- **Source material**
//! Single-slot cancellable wakeup.
//!
//! A [`Wakeup`] holds at most one pending timer. Arming replaces whatever was
//! pending; cancelling clears the slot. When the timer fires, its task is
//! handed off to a fresh tokio task and the slot no longer refers to it, so a
//! later `arm` or `cancel` never aborts work that has already started.

use std::future::Future;
use std::sync::{Mutex, MutexGuard};
use std::time::Duration;

use tokio::task::JoinHandle;
use tracing::trace;

/// The next scheduled run of some task, if any.
#[derive(Default)]
pub struct Wakeup {
    slot: Mutex<Option<JoinHandle<()>>>,
}

impl Wakeup {
    pub fn new() -> Self {
        Self::default()
    }

    fn slot(&self) -> MutexGuard<'_, Option<JoinHandle<()>>> {
        self.slot
            .lock()
            .unwrap_or_else(|poisoned| poisoned.into_inner())
    }

    /// Run `task` after `delay`, replacing any pending wakeup.
    ///
    /// Must be called from within a tokio runtime.
    pub fn arm<F>(&self, delay: Duration, task: F)
    where
        F: Future<Output = ()> + Send + 'static,
    {
        let handle = tokio::spawn(async move {
            tokio::time::sleep(delay).await;
            tokio::spawn(task);
        });
        if let Some(previous) = self.slot().replace(handle) {
            previous.abort();
        }
        trace!(delay_ms = delay.as_millis() as u64, "wakeup armed");
    }

    /// Drop the pending wakeup, if any. Returns whether one was pending.
    pub fn cancel(&self) -> bool {
        match self.slot().take() {
            Some(handle) => {
                let pending = !handle.is_finished();
                handle.abort();
                trace!(pending, "wakeup cancelled");
                pending
            }
            None => false,
        }
    }

    /// Whether a wakeup is waiting to fire.
    pub fn is_armed(&self) -> bool {
        self.slot().as_ref().is_some_and(|h| !h.is_finished())
    }
}

impl Drop for Wakeup {
    fn drop(&mut self) {
        self.cancel();
    }
}

#[cfg(test)]
mod tests {
    use super::*;
    use std::sync::atomic::{AtomicUsize, Ordering};
    use std::sync::Arc;

    fn counter_task(counter: &Arc<AtomicUsize>) -> impl Future<Output = ()> + Send + 'static {
        let counter = counter.clone();
        async move {
            counter.fetch_add(1, Ordering::SeqCst);
        }
    }

    #[tokio::test(start_paused = true)]
    async fn test_fires_once_after_delay() {
        let fired = Arc::new(AtomicUsize::new(0));
        let wakeup = Wakeup::new();
        wakeup.arm(Duration::from_millis(100), counter_task(&fired));
        assert!(wakeup.is_armed());

        tokio::time::sleep(Duration::from_millis(150)).await;
        tokio::task::yield_now().await;

        assert_eq!(fired.load(Ordering::SeqCst), 1);
        assert!(!wakeup.is_armed());
    }

    #[tokio::test(start_paused = true)]
    async fn test_rearm_replaces_pending() {
        let fired = Arc::new(AtomicUsize::new(0));
        let wakeup = Wakeup::new();
        wakeup.arm(Duration::from_millis(100), counter_task(&fired));
        wakeup.arm(Duration::from_millis(100), counter_task(&fired));

        tokio::time::sleep(Duration::from_millis(500)).await;
        tokio::task::yield_now().await;

        assert_eq!(fired.load(Ordering::SeqCst), 1);
    }

    #[tokio::test(start_paused = true)]
    async fn test_cancel() {
        let fired = Arc::new(AtomicUsize::new(0));
        let wakeup = Wakeup::new();
        assert!(!wakeup.cancel());

        wakeup.arm(Duration::from_millis(100), counter_task(&fired));
        assert!(wakeup.cancel());
        assert!(!wakeup.is_armed());

        tokio::time::sleep(Duration::from_millis(500)).await;
        assert_eq!(fired.load(Ordering::SeqCst), 0);
    }
}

- **Required action**
Starting with the line above that holds "to it, so a" and stopping with the line that holds "waiting to fire.", reproduce each line exactly, omitting all other lines.

- **Task response**
//! handed off to a fresh tokio task and the slot no longer refers to it, so a
//! later `arm` or `cancel` never aborts work that has already started.

use std::future::Future;
use std::sync::{Mutex, MutexGuard};
use std::time::Duration;

use tokio::task::JoinHandle;
use tracing::trace;

/// The next scheduled run of some task, if any.
#[derive(Default)]
pub struct Wakeup {
    slot: Mutex<Option<JoinHandle<()>>>,
}

impl Wakeup {
    pub fn new() -> Self {
        Self::default()
    }

    fn slot(&self) -> MutexGuard<'_, Option<JoinHandle<()>>> {
        self.slot
            .lock()
            .unwrap_or_else(|poisoned| poisoned.into_inner())
    }

    /// Run `task` after `delay`, replacing any pending wakeup.
    ///
    /// Must be called from within a tokio runtime.
    pub fn arm<F>(&self, delay: Duration, task: F)
    where
        F: Future<Output = ()> + Send + 'static,
    {
        let handle = tokio::spawn(async move {
            tokio::time::sleep(delay).await;
            tokio::spawn(task);
        });
        if let Some(previous) = self.slot().replace(handle) {
            previous.abort();
        }
        trace!(delay_ms = delay.as_millis() as u64, "wakeup armed");
    }

    /// Drop the pending wakeup, if any. Returns whether one was pending.
    pub fn cancel(&self) -> bool {
        match self.slot().take() {
            Some(handle) => {
                let pending = !handle.is_finished();
                handle.abort();
                trace!(pending, "wakeup cancelled");
                pending
            }
            None => false,
        }
    }

    /// Whether a wakeup is waiting to fire.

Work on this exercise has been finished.